The findings of this study should be understood in the context of some methodological limitations. First, the generalization of our findings to other geographic or socioeconomic groups is restricted due to the low schooling and income of our sample. Second, for logistic reasons it was not possible to test the subjects for IQ. Third, the sample was collected at a free testing site. This fact could have generated a greater rate of seropositivity as opposed to non-clinical samples. Fourth, the screening instrument chosen for the assessment of psychiatric symptoms (SLC-90-R) does not cover all psychiatric disorders, although it is a broad-band instrument [8, 9, 16]. As stated by Myers and Winters [23], most scales do not provide all the psychometric data desired in selecting the best scale. Moreover, it is important to note that all SLC-90-R psychiatric dimensions were significantly associated with the HIV status. Fifth, the small sample size of positive HIV adolescents might have prevented the detection of some clinically relevant associations. Finally, only an association (not causal relationship) between psychiatric symptoms and HIV status might be inferred from this study due to the cross-sectional design.

Clinical implications

Health professionals dealing with policies for prevention of HIV infection in young people in developing countries are quite familiar with social and environmental risk factors, but much less trained in the recognition of the impact of mental health problems on seropositivity. Thus, our findings suggesting an association between psychiatric symptoms and positive HIV infection indicate that among young people asking for HIV testing in Brazil, seropositivity is associated with psychological symptoms and that screening for the latter would therefore be appropriate in this context.

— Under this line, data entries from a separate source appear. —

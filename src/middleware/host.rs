//! Outbound `Host` relabelling.

use std::sync::Arc;

use http::header::HOST;

use crate::handler::{BoxFuture, Handler};
use crate::request::Request;
use crate::target::BackendTarget;

/// Presents the backend's own hostname in the `Host` header.
///
/// Whatever host the caller addressed the proxy with is discarded, so
/// virtual hosting, signed-URL checks and absolute-URL generation on the
/// backend all see the backend's canonical name.
pub struct RewriteHost<H> {
    inner: H,
    target: Arc<BackendTarget>,
}

impl<H: Handler> RewriteHost<H> {
    pub fn new(inner: H, target: Arc<BackendTarget>) -> Self {
        Self { inner, target }
    }
}

impl<H: Handler> Handler for RewriteHost<H> {
    fn call(&self, mut req: Request) -> BoxFuture {
        req.headers_mut().insert(HOST, self.target.host_header());
        self.inner.call(req)
    }
}
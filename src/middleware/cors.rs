//! Cross-origin response headers.

use http::header::{ACCESS_CONTROL_ALLOW_HEADERS, ACCESS_CONTROL_ALLOW_ORIGIN, HeaderMap, HeaderValue};

use crate::handler::{BoxFuture, Handler};
use crate::request::Request;

/// Marks every response readable by browser scripts on any origin.
///
/// Runs after the wrapped handler, whatever it returned: relayed backend
/// answers, gateway errors, and responses the proxy made up itself all get
/// the headers. Existing values are replaced, so wrapping twice or a backend
/// that already sends them never produces duplicates.
pub struct Cors<H> {
    inner: H,
}

impl<H: Handler> Cors<H> {
    pub fn new(inner: H) -> Self {
        Self { inner }
    }
}

impl<H: Handler> Handler for Cors<H> {
    fn call(&self, req: Request) -> BoxFuture {
        let fut = self.inner.call(req);
        Box::pin(async move {
            let mut res = fut.await;
            annotate(res.headers_mut());
            res
        })
    }
}

fn annotate(headers: &mut HeaderMap) {
    headers.insert(ACCESS_CONTROL_ALLOW_ORIGIN, HeaderValue::from_static("*"));
    headers.insert(
        ACCESS_CONTROL_ALLOW_HEADERS,
        HeaderValue::from_static("X-Requested-With"),
    );
}
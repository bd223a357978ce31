//! # shroud
//!
//! A minimal reverse proxy for one backend whose credentials callers must
//! never see.
//!
//! ## What it does to every request
//!
//! - **Augments the query** with a fixed set of parameters (typically an API
//!   key). Caller-supplied values for the same key are kept; the configured
//!   value is appended next to them.
//! - **Relabels `Host`** so the backend sees its own name, not the proxy's.
//! - **Forwards** to the backend over pooled connections, streaming bodies.
//!   An unreachable or silent backend becomes `502 Bad Gateway`.
//! - **Annotates the response** with `Access-Control-Allow-Origin: *` and
//!   `Access-Control-Allow-Headers: X-Requested-With`, whatever the outcome.
//!
//! What it deliberately leaves to other tools: TLS, caller authentication,
//! rate limiting, caching, retries and load balancing.
//!
//! ## Quick start
//!
//! ```rust,no_run
//! use shroud::{AugmentConfig, BackendTarget, Server, build_pipeline};
//!
//! #[tokio::main]
//! async fn main() -> Result<(), shroud::Error> {
//!     let target = BackendTarget::parse("http://api.example.com/v1/")?;
//!     let augment = AugmentConfig::parse("key=XXXXXX&language=en")?;
//!
//!     Server::bind("0.0.0.0:8080".parse().unwrap())
//!         .await?
//!         .serve(build_pipeline(target, augment))
//!         .await
//! }
//! ```
//!
//! A request for `http://proxy/test?name=bob` then reaches the backend as
//! `http://api.example.com/v1/test?key=XXXXXX&language=en&name=bob`.

mod config;
mod error;
mod form;
mod forward;
mod handler;
mod request;
mod server;
mod target;

pub mod middleware;
pub mod pipeline;
pub mod response;

pub use config::{AugmentConfig, Config};
pub use error::Error;
pub use forward::Forwarder;
pub use handler::{BoxFuture, BoxedHandler, FnHandler, Handler, handler_fn};
pub use pipeline::build_pipeline;
pub use request::{RemoteAddr, Request};
pub use response::{Body, Response};
pub use server::Server;
pub use target::BackendTarget;
//! Startup configuration loaded from environment variables.
//!
//! | Variable | Default | Meaning |
//! |---|---|---|
//! | `PORT` | `8080` | port to accept connections on |
//! | `HOST` | `0.0.0.0` | address to bind |
//! | `URL_ROOT` | required | backend root, e.g. `http://api.example.com/v1/` |
//! | `URL_SUFFIX` | empty | parameters appended to every request, e.g. `key=XXXX&lang=en` |
//! | `UPSTREAM_TIMEOUT_SECS` | `30` | how long to wait for the backend's response head |
//!
//! Everything is parsed exactly once. A malformed value is an [`Error`] that
//! the binary treats as fatal, so the proxy never serves traffic with an
//! ill-defined backend or augmentation set.

use std::collections::BTreeMap;
use std::env;
use std::fmt;
use std::net::{IpAddr, Ipv4Addr, SocketAddr};
use std::time::Duration;

use crate::error::Error;
use crate::form;
use crate::target::BackendTarget;

const DEFAULT_PORT: u16 = 8080;
const DEFAULT_HOST: IpAddr = IpAddr::V4(Ipv4Addr::UNSPECIFIED);
const DEFAULT_UPSTREAM_TIMEOUT: Duration = Duration::from_secs(30);

/// Everything the process needs to start serving.
#[derive(Clone, Debug)]
pub struct Config {
    pub listen: SocketAddr,
    pub backend: BackendTarget,
    pub augment: AugmentConfig,
    pub upstream_timeout: Duration,
}

impl Config {
    /// Reads the process environment.
    pub fn from_env() -> Result<Self, Error> {
        Self::from_lookup(|var| env::var(var).ok())
    }

    /// Reads configuration through `lookup`, which returns `None` for unset
    /// variables. Lets tests supply an environment without touching the
    /// process one.
    pub fn from_lookup(lookup: impl Fn(&str) -> Option<String>) -> Result<Self, Error> {
        let port = match lookup("PORT") {
            Some(raw) => raw.trim().parse::<u16>().map_err(|e| Error::Config {
                var: "PORT",
                reason: format!("`{raw}`: {e}"),
            })?,
            None => DEFAULT_PORT,
        };

        let host = match lookup("HOST") {
            Some(raw) => raw.trim().parse::<IpAddr>().map_err(|e| Error::Config {
                var: "HOST",
                reason: format!("`{raw}`: {e}"),
            })?,
            None => DEFAULT_HOST,
        };

        let root = lookup("URL_ROOT").ok_or(Error::Config {
            var: "URL_ROOT",
            reason: "not set".to_owned(),
        })?;
        let backend = BackendTarget::parse(root.trim())?;

        let augment = AugmentConfig::parse(&lookup("URL_SUFFIX").unwrap_or_default())?;

        let upstream_timeout = match lookup("UPSTREAM_TIMEOUT_SECS") {
            Some(raw) => match raw.trim().parse::<u64>() {
                Ok(0) => {
                    return Err(Error::Config {
                        var: "UPSTREAM_TIMEOUT_SECS",
                        reason: "must be greater than zero".to_owned(),
                    });
                }
                Ok(secs) => Duration::from_secs(secs),
                Err(e) => {
                    return Err(Error::Config {
                        var: "UPSTREAM_TIMEOUT_SECS",
                        reason: format!("`{raw}`: {e}"),
                    });
                }
            },
            None => DEFAULT_UPSTREAM_TIMEOUT,
        };

        Ok(Self {
            listen: SocketAddr::new(host, port),
            backend,
            augment,
            upstream_timeout,
        })
    }
}

// ── Augmentation set ──────────────────────────────────────────────────────────

/// The query parameters appended to every proxied request.
///
/// Parsed from a `key=value&key2=value2` string. Keys are kept sorted; when a
/// key appears more than once in the source, its first value is the one used.
/// Names and values are kept as decoded bytes and need not be UTF-8.
#[derive(Clone, Default, Eq, PartialEq)]
pub struct AugmentConfig {
    params: BTreeMap<Vec<u8>, Vec<u8>>,
}

impl AugmentConfig {
    /// Parses a URL-encoded query string.
    ///
    /// Empty segments (`a=1&&b=2`) and the empty string are accepted. Bad
    /// percent escapes, `;` separators and unnamed parameters are not.
    pub fn parse(source: &str) -> Result<Self, Error> {
        let mut params = BTreeMap::new();

        for (index, segment) in source.split('&').enumerate() {
            if segment.is_empty() {
                continue;
            }
            if segment.contains(';') {
                return Err(Error::Augment(format!(
                    "parameter {index} contains `;`, separate parameters with `&`"
                )));
            }
            if let Some(offset) = bad_escape(segment) {
                return Err(Error::Augment(format!(
                    "parameter {index} has an invalid percent escape at byte {offset}"
                )));
            }

            // The segment holds no `&`, so it decodes to exactly one pair.
            let Some((key, value)) = form::parse(segment.as_bytes()).next() else {
                continue;
            };
            if key.is_empty() {
                return Err(Error::Augment(format!("parameter {index} has no name")));
            }
            params.entry(key).or_insert(value);
        }

        Ok(Self { params })
    }

    pub fn is_empty(&self) -> bool {
        self.params.is_empty()
    }

    pub fn len(&self) -> usize {
        self.params.len()
    }

    #[cfg(test)]
    fn get(&self, key: &str) -> Option<&[u8]> {
        self.params.get(key.as_bytes()).map(Vec::as_slice)
    }

    /// Parameter names and values in key order.
    pub fn iter(&self) -> impl Iterator<Item = (&[u8], &[u8])> {
        self.params.iter().map(|(k, v)| (k.as_slice(), v.as_slice()))
    }
}

// Values are typically API keys; only the names are printed.
impl fmt::Debug for AugmentConfig {
    fn fmt(&self, f: &mut fmt::Formatter<'_>) -> fmt::Result {
        f.debug_set()
            .entries(self.params.keys().map(|k| String::from_utf8_lossy(k)))
            .finish()
    }
}

/// Byte offset of the first `%` not followed by two hex digits.
fn bad_escape(segment: &str) -> Option<usize> {
    let bytes = segment.as_bytes();
    bytes.iter().enumerate().find_map(|(i, &b)| {
        if b != b'%' {
            return None;
        }
        let valid = bytes.len() > i + 2
            && bytes[i + 1].is_ascii_hexdigit()
            && bytes[i + 2].is_ascii_hexdigit();
        (!valid).then_some(i)
    })
}
//! Shared helpers for the end-to-end tests.

use std::convert::Infallible;
use std::net::SocketAddr;

use bytes::Bytes;
use http_body_util::{BodyExt, Full};
use hyper::server::conn::http1;
use hyper::service::service_fn;
use hyper_util::rt::TokioIo;
use tokio::net::TcpListener;
use tokio::sync::oneshot;

use shroud::{AugmentConfig, BackendTarget, Server, build_pipeline};

/// Starts a backend that echoes what it received.
///
/// The answer carries `x-seen-host`, `x-seen-path`, `x-seen-query` and
/// `x-seen-method` headers describing the request, the request body as its
/// own body, and the status given in an `x-reply-status` request header
/// (200 when absent).
pub async fn start_echo_backend() -> SocketAddr {
    let listener = TcpListener::bind("127.0.0.1:0").await.unwrap();
    let addr = listener.local_addr().unwrap();

    tokio::spawn(async move {
        while let Ok((stream, _)) = listener.accept().await {
            tokio::spawn(async move {
                let svc = service_fn(echo);
                let _ = http1::Builder::new()
                    .serve_connection(TokioIo::new(stream), svc)
                    .await;
            });
        }
    });

    addr
}

async fn echo(
    req: hyper::Request<hyper::body::Incoming>,
) -> Result<hyper::Response<Full<Bytes>>, Infallible> {
    let header = |name: &str| {
        req.headers()
            .get(name)
            .and_then(|v| v.to_str().ok())
            .unwrap_or_default()
            .to_owned()
    };
    let host = header("host");
    let forwarded_for = header("x-forwarded-for");
    let status = header("x-reply-status").parse::<u16>().unwrap_or(200);
    let method = req.method().to_string();
    let path = req.uri().path().to_owned();
    let query = req.uri().query().unwrap_or_default().to_owned();

    let body = req.into_body().collect().await.unwrap().to_bytes();

    let res = hyper::Response::builder()
        .status(status)
        .header("x-seen-host", host)
        .header("x-seen-path", path)
        .header("x-seen-query", query)
        .header("x-seen-method", method)
        .header("x-seen-forwarded-for", forwarded_for)
        .body(Full::new(body))
        .unwrap();
    Ok(res)
}

/// A running proxy and the means to stop it.
pub struct Proxy {
    pub addr: SocketAddr,
    stop: Option<oneshot::Sender<()>>,
    task: tokio::task::JoinHandle<()>,
}

impl Proxy {
    pub fn url(&self, path_and_query: &str) -> String {
        format!("http://{}{}", self.addr, path_and_query)
    }

    pub async fn shutdown(mut self) {
        if let Some(stop) = self.stop.take() {
            let _ = stop.send(());
        }
        self.task.await.unwrap();
    }
}

/// Starts the full pipeline on an ephemeral port in front of `backend_root`.
pub async fn start_proxy(backend_root: &str, augment: &str) -> Proxy {
    let pipeline = build_pipeline(
        BackendTarget::parse(backend_root).unwrap(),
        AugmentConfig::parse(augment).unwrap(),
    );

    let server = Server::bind("127.0.0.1:0".parse().unwrap()).await.unwrap();
    let addr = server.local_addr().unwrap();

    let (stop, stopped) = oneshot::channel::<()>();
    let task = tokio::spawn(async move {
        server
            .serve_with_shutdown(pipeline, async move {
                let _ = stopped.await;
            })
            .await
            .unwrap();
    });

    Proxy { addr, stop: Some(stop), task }
}

pub fn client() -> reqwest::Client {
    reqwest::Client::builder()
        .no_proxy()
        .pool_max_idle_per_host(0)
        .build()
        .unwrap()
}

/// A caller that keeps idle connections open between requests, the way
/// browsers do.
pub fn keep_alive_client() -> reqwest::Client {
    reqwest::Client::builder().no_proxy().build().unwrap()
}

/// A local address with nothing listening on it.
pub async fn dead_address() -> SocketAddr {
    let listener = TcpListener::bind("127.0.0.1:0").await.unwrap();
    let addr = listener.local_addr().unwrap();
    drop(listener);
    addr
}
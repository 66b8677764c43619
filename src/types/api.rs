use serde::{Deserialize, Serialize};

use super::message::{ToolCall, ToolDefinition};

/// A history entry in the shape the completion endpoint expects.
#[derive(Debug, Clone, Serialize, Deserialize, PartialEq)]
pub struct ApiMessage {
    pub role: String,
    pub content: String,
    #[serde(default, skip_serializing_if = "Option::is_none")]
    pub tool_calls: Option<Vec<ToolCall>>,
    #[serde(default, skip_serializing_if = "Option::is_none")]
    pub tool_call_id: Option<String>,
}

impl ApiMessage {
    pub fn text(role: &str, content: impl Into<String>) -> Self {
        Self {
            role: role.to_string(),
            content: content.into(),
            tool_calls: None,
            tool_call_id: None,
        }
    }
}

#[derive(Debug, Clone, Copy, Serialize, Deserialize, PartialEq, Eq, Default)]
#[serde(rename_all = "lowercase")]
pub enum ToolChoice {
    #[default]
    Auto,
    None,
    Required,
}

impl ToolChoice {
    pub fn parse(value: &str) -> Option<Self> {
        match value.trim().to_ascii_lowercase().as_str() {
            "auto" => Some(Self::Auto),
            "none" => Some(Self::None),
            "required" => Some(Self::Required),
            _ => None,
        }
    }
}

#[derive(Debug, Serialize)]
pub struct CompletionRequest<'a> {
    pub model: &'a str,
    pub messages: &'a [ApiMessage],
    pub stream: bool,
    #[serde(skip_serializing_if = "Option::is_none")]
    pub tools: Option<&'a [ToolDefinition]>,
    #[serde(skip_serializing_if = "Option::is_none")]
    pub tool_choice: Option<ToolChoice>,
    #[serde(skip_serializing_if = "Option::is_none")]
    pub parallel_tool_calls: Option<bool>,
}

/// One `data:` frame of a streamed completion.
#[derive(Debug, Clone, Deserialize, Default)]
pub struct StreamChunk {
    #[serde(rename = "type", default)]
    pub kind: Option<String>,
    #[serde(default)]
    pub choices: Vec<ChunkChoice>,
}

#[derive(Debug, Clone, Deserialize, Default)]
pub struct ChunkChoice {
    #[serde(default)]
    pub delta: Option<ChunkDelta>,
    #[serde(default)]
    pub finish_reason: Option<String>,
}

#[derive(Debug, Clone, Deserialize, Default)]
pub struct ChunkDelta {
    #[serde(default)]
    pub content: Option<String>,
    #[serde(default)]
    pub tool_calls: Option<Vec<ToolCallDelta>>,
}

#[derive(Debug, Clone, Deserialize, Default)]
pub struct ToolCallDelta {
    #[serde(default)]
    pub index: Option<usize>,
    #[serde(default)]
    pub id: Option<String>,
    #[serde(rename = "type", default)]
    pub kind: Option<String>,
    #[serde(default)]
    pub function: Option<FunctionDelta>,
}

#[derive(Debug, Clone, Deserialize, Default)]
pub struct FunctionDelta {
    #[serde(default)]
    pub name: Option<String>,
    #[serde(default)]
    pub arguments: Option<String>,
}

/// Body of a non-streaming completion response.
#[derive(Debug, Clone, Deserialize, Default)]
pub struct CompletionResponse {
    #[serde(default)]
    pub choices: Vec<ResponseChoice>,
}

#[derive(Debug, Clone, Deserialize, Default)]
pub struct ResponseChoice {
    #[serde(default)]
    pub message: Option<ResponseMessage>,
    #[serde(default)]
    pub finish_reason: Option<String>,
}

#[derive(Debug, Clone, Deserialize, Default)]
pub struct ResponseMessage {
    #[serde(default)]
    pub content: Option<String>,
    #[serde(default)]
    pub tool_calls: Option<Vec<ToolCall>>,
}

#[derive(Debug, Clone, Deserialize, Default)]
pub struct ModelsResponse {
    #[serde(default)]
    pub data: Vec<ModelInfo>,
}

#[derive(Debug, Clone, Serialize, Deserialize, PartialEq, Eq)]
pub struct ModelInfo {
    pub id: String,
    #[serde(default, skip_serializing_if = "Option::is_none")]
    pub name: Option<String>,
}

In addition, longitudinal studies are needed to identify specific roles of psychiatric symptoms, sex risk behavior, and drug use in the pathway ending in HIV infection during adolescence, especially in developing countries.

Disclosure: Dr. Rohde is on the speakers’ bureau or is a consultant for Bristol-Myers Squibb, Eli-Lilly, Janssen-Cilag, and Novartis. Other authors have no potential conflict of interest.